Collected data
↓↓↓

impl Document {
    /// Create a document with `<html><head></head><body></body></html>`
    pub fn new() -> Self {
        let mut doc = Self::empty();
        let root = doc.tree.root();
        let html = doc.tree.create_element("html");
        let head = doc.tree.create_element("head");
        let body = doc.tree.create_element("body");

        doc.tree.link(root, html, NodeId::NONE);
        doc.tree.link(html, head, NodeId::NONE);
        doc.tree.link(html, body, NodeId::NONE);

        doc.html_element = html;
        doc.head_element = head;
        doc.body_element = body;
        doc
    }

    /// Create an empty document (no structure)
    pub fn empty() -> Self {
        Self {
            tree: DomTree::new(),
            observers: MutationObservers::new(true),
            hooks: Vec::new(),
            next_hook: 1,
            microtasks: VecDeque::new(),
            deferred_frees: Vec::new(),
            html_element: NodeId::NONE,
            head_element: NodeId::NONE,
            body_element: NodeId::NONE,
        }
    }

    /// A document whose host offers no mutation observers
    pub fn without_mutation_observers() -> Self {
        let mut doc = Self::new();
        doc.observers = MutationObservers::new(false);
        doc
    }

    /// Access the DOM tree
    pub fn tree(&self) -> &DomTree {
        &self.tree
    }

    /// The document node
    pub fn root(&self) -> NodeId {
        self.tree.root()
    }

    /// Get <html> element
    pub fn document_element(&self) -> NodeId {
        self.html_element
    }

    /// Get <head> element
    pub fn head(&self) -> NodeId {
        self.head_element
    }

    /// Get <body> element
    pub fn body(&self) -> NodeId {
        self.body_element
    }

    pub fn create_element(&mut self, name: &str) -> NodeId {
        self.tree.create_element(name)
    }

    pub fn create_element_ns(&mut self, namespace: Namespace, name: &str) -> NodeId {
        self.tree.create_element_ns(namespace, name)
    }

    pub fn create_text(&mut self, content: &str) -> NodeId {
        self.tree.create_text(content)
    }

    pub fn create_comment(&mut self, content: &str) -> NodeId {
        self.tree.create_comment(content)
    }

    pub fn create_document_fragment(&mut self) -> NodeId {
        self.tree.create_document_fragment()
    }

    pub fn parent(&self, id: NodeId) -> Option<NodeId> {
        self.tree.parent(id)
    }

    pub fn is_connected(&self, id: NodeId) -> bool {
        self.tree.is_connected(id)
    }

    pub fn get_attribute(&self, id: NodeId, name: &str) -> Option<&str> {
        self.tree.get_attribute(id, name)
    }

    pub fn has_attribute(&self, id: NodeId, name: &str) -> bool {
        self.tree.has_attribute(id, name)
    }

    // ------------------------------------------------------------------
    // Structure
    // ------------------------------------------------------------------

    /// Append a child node
    pub fn append_child(&mut self, parent: NodeId, child: NodeId) -> DomResult<NodeId> {
        self.insert_before(parent, child, None)
    }

    /// Insert `child` before `reference` (append if `None`).
    ///
    /// Inserting a fragment moves its children and leaves it empty.
    pub fn insert_before(
        &mut self,
        parent: NodeId,
        child: NodeId,
        reference: Option<NodeId>,
    ) -> DomResult<NodeId> {
        self.check_insertable(parent, child)?;

        let mut reference = match reference {
            Some(r) if self.tree.parent(r) != Some(parent) => return Err(DomError::NotAChild),
            Some(r) => r,
            None => NodeId::NONE,
        };
        if reference == child {
            reference = self.tree.get(child).map_or(NodeId::NONE, |n| n.next_sibling);
        }

        let is_fragment = self.tree.get(child).is_some_and(|n| n.is_fragment());
        let nodes = if is_fragment {
            let nodes = self.tree.raw_children(child);
            if nodes.is_empty() {
                return Ok(child);
            }
            for &node in &nodes {
                self.tree.unlink(node);
            }
            self.queue_record(MutationRecord::child_list(child, Vec::new(), nodes.clone(), None, None));
            nodes
        } else {
            if let Some(old_parent) = self.tree.parent(child) {
                self.detach_child(old_parent, child);
            }
            vec![child]
        };

        self.insert_nodes(parent, &nodes, reference);
        Ok(child)
    }

    /// Remove a child node
    pub fn remove_child(&mut self, parent: NodeId, child: NodeId) -> DomResult<NodeId> {
        if !self.tree.contains(child) {
            return Err(DomError::NotFound);
        }
        if self.tree.parent(child) != Some(parent) {
            return Err(DomError::NotAChild);
        }
        self.detach_child(parent, child);
        Ok(child)
    }

    /// Replace all children of `parent` with `nodes` in one mutation.
    ///
    /// The bulk content replacement of `innerHTML = ...`; an empty slice
    /// clears the node.
    pub fn replace_children(&mut self, parent: NodeId, nodes: &[NodeId]) -> DomResult<()> {
        for &node in nodes {
            self.check_insertable(parent, node)?;
        }

        let removed = self.tree.raw_children(parent);
        for &node in &removed {
            self.tree.unlink(node);
        }

        let mut added = Vec::with_capacity(nodes.len());
        for &node in nodes {
            if self.tree.get(node).is_some_and(|n| n.is_fragment()) {
                let children = self.tree.raw_children(node);
                for &c in &children {
                    self.tree.unlink(c);
                }
                if !children.is_empty() {
                    self.queue_record(MutationRecord::child_list(
                        node,
                        Vec::new(),
                        children.clone(),
                        None,
                        None,
                    ));
                }
                added.extend(children);
            } else {
                if let Some(old_parent) = self.tree.parent(node) {
                    self.detach_child(old_parent, node);
                }
                added.push(node);
            }
        }

        for &node in &added {
            self.tree.link(parent, node, NodeId::NONE);
        }
        if !added.is_empty() || !removed.is_empty() {
            self.queue_record(MutationRecord::child_list(parent, added, removed, None, None));
        }
        Ok(())
    }

    /// Free a detached subtree. Its ids (and all descendants') go stale.
    ///
    /// While undelivered mutation records still name a node of the subtree,
    /// the free waits until the end of the next microtask checkpoint, so
    /// observers always see live nodes.
    pub fn destroy(&mut self, id: NodeId) -> DomResult<()> {
        if !self.tree.contains(id) {
            return Err(DomError::NotFound);
        }
        if self.tree.parent(id).is_some() || self.tree.is_document(id) {
            return Err(DomError::InvalidState);
        }
        if self.observers.references(&self.tree, id) {
            tracing::trace!("Free of {:?} deferred until records are delivered", id);
            self.deferred_frees.push(id);
            return Ok(());
        }
        self.tree.free_subtree(id);
        Ok(())
    }

    /// Destroy requested but not yet carried out
    pub fn is_destroy_pending(&self, id: NodeId) -> bool {
        self.deferred_frees.contains(&id)
    }

    fn free_deferred(&mut self) {
        for id in std::mem::take(&mut self.deferred_frees) {
            // Re-inserted since: keep it
            if self.tree.contains(id) && self.tree.parent(id).is_none() {
                self.tree.free_subtree(id);
            }
        }
    }

    fn check_insertable(&self, parent: NodeId, child: NodeId) -> DomResult<()> {
        let parent_node = self.tree.get(parent).ok_or(DomError::NotFound)?;
        if !parent_node.is_container() {
            return Err(DomError::HierarchyRequest);
        }
        if !self.tree.contains(child) {
            return Err(DomError::NotFound);
        }
        if self.tree.is_document(child) || self.tree.is_inclusive_ancestor(child, parent) {
            return Err(DomError::HierarchyRequest);
        }
        Ok(())
    }

    fn insert_nodes(&mut self, parent: NodeId, nodes: &[NodeId], reference: NodeId) {
        let previous = if reference.is_valid() {
            self.tree.get(reference).map(|n| n.prev_sibling)
        } else {
            self.tree.get(parent).map(|n| n.last_child)
        }
        .filter(|id| id.is_valid());

        for &node in nodes {
            self.tree.link(parent, node, reference);
        }
        let next = Some(reference).filter(|id| id.is_valid());
        self.queue_record(MutationRecord::child_list(
            parent,
            nodes.to_vec(),
            Vec::new(),
            previous,
            next,
        ));
    }

    fn detach_child(&mut self, parent: NodeId, child: NodeId) {
        let (previous, next) = self
            .tree
            .get(child)
            .map(|n| (n.prev_sibling, n.next_sibling))
            .unwrap_or((NodeId::NONE, NodeId::NONE));
        self.tree.unlink(child);
        self.queue_record(MutationRecord::child_list(
            parent,
            Vec::new(),
            vec![child],
            Some(previous).filter(|id| id.is_valid()),
            Some(next).filter(|id| id.is_valid()),
        ));
    }

    // ------------------------------------------------------------------
    // Attributes
    // ------------------------------------------------------------------

    /// Set an attribute, then run attribute hooks
    pub fn set_attribute(&mut self, element: NodeId, name: &str, value: &str) -> DomResult<()> {
        let node = self.tree.get_mut(element).ok_or(DomError::NotFound)?;
        let elem = node.as_element_mut().ok_or(DomError::InvalidNodeType)?;
        let name = match elem.namespace {
            Namespace::Html => name.to_ascii_lowercase(),
            Namespace::Svg => name.to_string(),
        };
        let old_value = elem.set_attr(&name, value);

        self.queue_record(MutationRecord::attributes(element, &name, old_value.clone()));
        self.notify_attribute_hooks(
            element,
            AttributeChange {
                name,
                old_value,
                new_value: Some(value.to_string()),
            },
        )
    }

    /// Remove an attribute, then run attribute hooks. Absent attributes are
    /// a no-op.
    pub fn remove_attribute(&mut self, element: NodeId, name: &str) -> DomResult<()> {
        let node = self.tree.get_mut(element).ok_or(DomError::NotFound)?;
        let elem = node.as_element_mut().ok_or(DomError::InvalidNodeType)?;
        let name = match elem.namespace {
            Namespace::Html => name.to_ascii_lowercase(),
            Namespace::Svg => name.to_string(),
        };
        let Some(old_value) = elem.remove_attr(&name) else {
            return Ok(());
        };

        self.queue_record(MutationRecord::attributes(element, &name, Some(old_value.clone())));
        self.notify_attribute_hooks(
            element,
            AttributeChange {
                name,
                old_value: Some(old_value),
                new_value: None,
            },
        )
    }

    pub fn add_attribute_hook(&mut self, hook: Rc<dyn AttributeHook>) -> HookId {
        let id = HookId(self.next_hook);
        self.next_hook += 1;
        self.hooks.push((id, hook));
        id
    }

    pub fn remove_attribute_hook(&mut self, id: HookId) -> bool {
        let before = self.hooks.len();
        self.hooks.retain(|(hook_id, _)| *hook_id != id);
        before != self.hooks.len()
    }

    fn notify_attribute_hooks(&mut self, element: NodeId, change: AttributeChange) -> DomResult<()> {
        let hooks: Vec<Rc<dyn AttributeHook>> = self.hooks.iter().map(|(_, h)| Rc::clone(h)).collect();
        for hook in hooks {
            hook.attribute_changed(self, element, &change)?;
        }
        Ok(())
    }

    // ------------------------------------------------------------------
    // Host quirks
    // ------------------------------------------------------------------

    /// Make the node report no tag name, like a host object whose
    /// `tagName` getter returns undefined
    pub fn mask_tag_name(&mut self, id: NodeId) {
        if let Some(node) = self.tree.get_mut(id) {
            node.tag_name_masked = true;
        }
    }

    /// Make the node report no children, like a host object whose
    /// `childNodes` getter returns undefined
    pub fn mask_child_nodes(&mut self, id: NodeId) {
        if let Some(node) = self.tree.get_mut(id) {
            node.child_nodes_masked = true;
        }
    }

    // ------------------------------------------------------------------
    // Mutation observers
    // ------------------------------------------------------------------

    pub fn supports_mutation_observers(&self) -> bool {
        self.observers.is_supported()
    }

    /// Start observing `target`; records are delivered to `callback` in
    /// batches at microtask checkpoints
    pub fn observe<F>(
        &mut self,
        target: NodeId,
        options: MutationObserverInit,
        callback: F,
    ) -> DomResult<ObserverId>
    where
        F: Fn(&mut Document, &[MutationRecord]) -> anyhow::Result<()> + 'static,
    {
        if !self.observers.is_supported() {
            return Err(DomError::NotSupported("MutationObserver"));
        }
        if !self.tree.contains(target) {
            return Err(DomError::NotFound);
        }
        let id = self
            .observers
            .observe(target, options, Rc::new(callback))
            .ok_or(DomError::InvalidObserverOptions)?;
        tracing::trace!("Mutation observer {:?} attached to {:?}", id, target);
        Ok(id)
    }

    /// Stop an observer; its undelivered records are dropped
    pub fn disconnect(&mut self, id: ObserverId) -> bool {
        self.observers.disconnect(id)
    }

    pub fn is_observing(&self, id: ObserverId) -> bool {
        self.observers.is_observing(id)
    }

    /// Take an observer's queued records without delivering them
    pub fn take_records(&mut self, id: ObserverId) -> Vec<MutationRecord> {
        self.observers.take_records(id)
    }

    fn queue_record(&mut self, record: MutationRecord) {
        self.observers.record(&self.tree, &record);
    }

    // ------------------------------------------------------------------
    // Scheduling
    // ------------------------------------------------------------------

    pub fn queue_microtask<F>(&mut self, task: F)
    where
        F: FnOnce(&mut Document) -> anyhow::Result<()> + 'static,
    {
        self.microtasks.push_back(Box::new(task));
    }

    pub fn has_pending_work(&self) -> bool {
        !self.microtasks.is_empty() || self.observers.has_pending() || !self.deferred_frees.is_empty()
    }

    /// Run microtasks and deliver mutation batches until both queues are
    /// empty. Stops at the first failing callback.
    pub fn perform_microtask_checkpoint(&mut self) -> DomResult<()> {
        loop {
            if let Some(task) = self.microtasks.pop_front() {
                task(self)?;
                continue;
            }
            let Some((callback, records)) = self.observers.take_next_batch() else {
                self.free_deferred();
                break;
            };
            tracing::trace!("Delivering {} mutation records", records.len());
            callback(self, &records)?;
        }
        Ok(())
    }
}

↑↑↑

### Work request
The output should be exactly the lines above from the line containing "if let Some(old_parent) = self.tree.parent(node)" to the line containing "fn check_insertable(&self, parent: NodeId, child: NodeId)", inclusive, with no other lines.

### Solved problem
                if let Some(old_parent) = self.tree.parent(node) {
                    self.detach_child(old_parent, node);
                }
                added.push(node);
            }
        }

        for &node in &added {
            self.tree.link(parent, node, NodeId::NONE);
        }
        if !added.is_empty() || !removed.is_empty() {
            self.queue_record(MutationRecord::child_list(parent, added, removed, None, None));
        }
        Ok(())
    }

    /// Free a detached subtree. Its ids (and all descendants') go stale.
    ///
    /// While undelivered mutation records still name a node of the subtree,
    /// the free waits until the end of the next microtask checkpoint, so
    /// observers always see live nodes.
    pub fn destroy(&mut self, id: NodeId) -> DomResult<()> {
        if !self.tree.contains(id) {
            return Err(DomError::NotFound);
        }
        if self.tree.parent(id).is_some() || self.tree.is_document(id) {
            return Err(DomError::InvalidState);
        }
        if self.observers.references(&self.tree, id) {
            tracing::trace!("Free of {:?} deferred until records are delivered", id);
            self.deferred_frees.push(id);
            return Ok(());
        }
        self.tree.free_subtree(id);
        Ok(())
    }

    /// Destroy requested but not yet carried out
    pub fn is_destroy_pending(&self, id: NodeId) -> bool {
        self.deferred_frees.contains(&id)
    }

    fn free_deferred(&mut self) {
        for id in std::mem::take(&mut self.deferred_frees) {
            // Re-inserted since: keep it
            if self.tree.contains(id) && self.tree.parent(id).is_none() {
                self.tree.free_subtree(id);
            }
        }
    }

    fn check_insertable(&self, parent: NodeId, child: NodeId) -> DomResult<()> {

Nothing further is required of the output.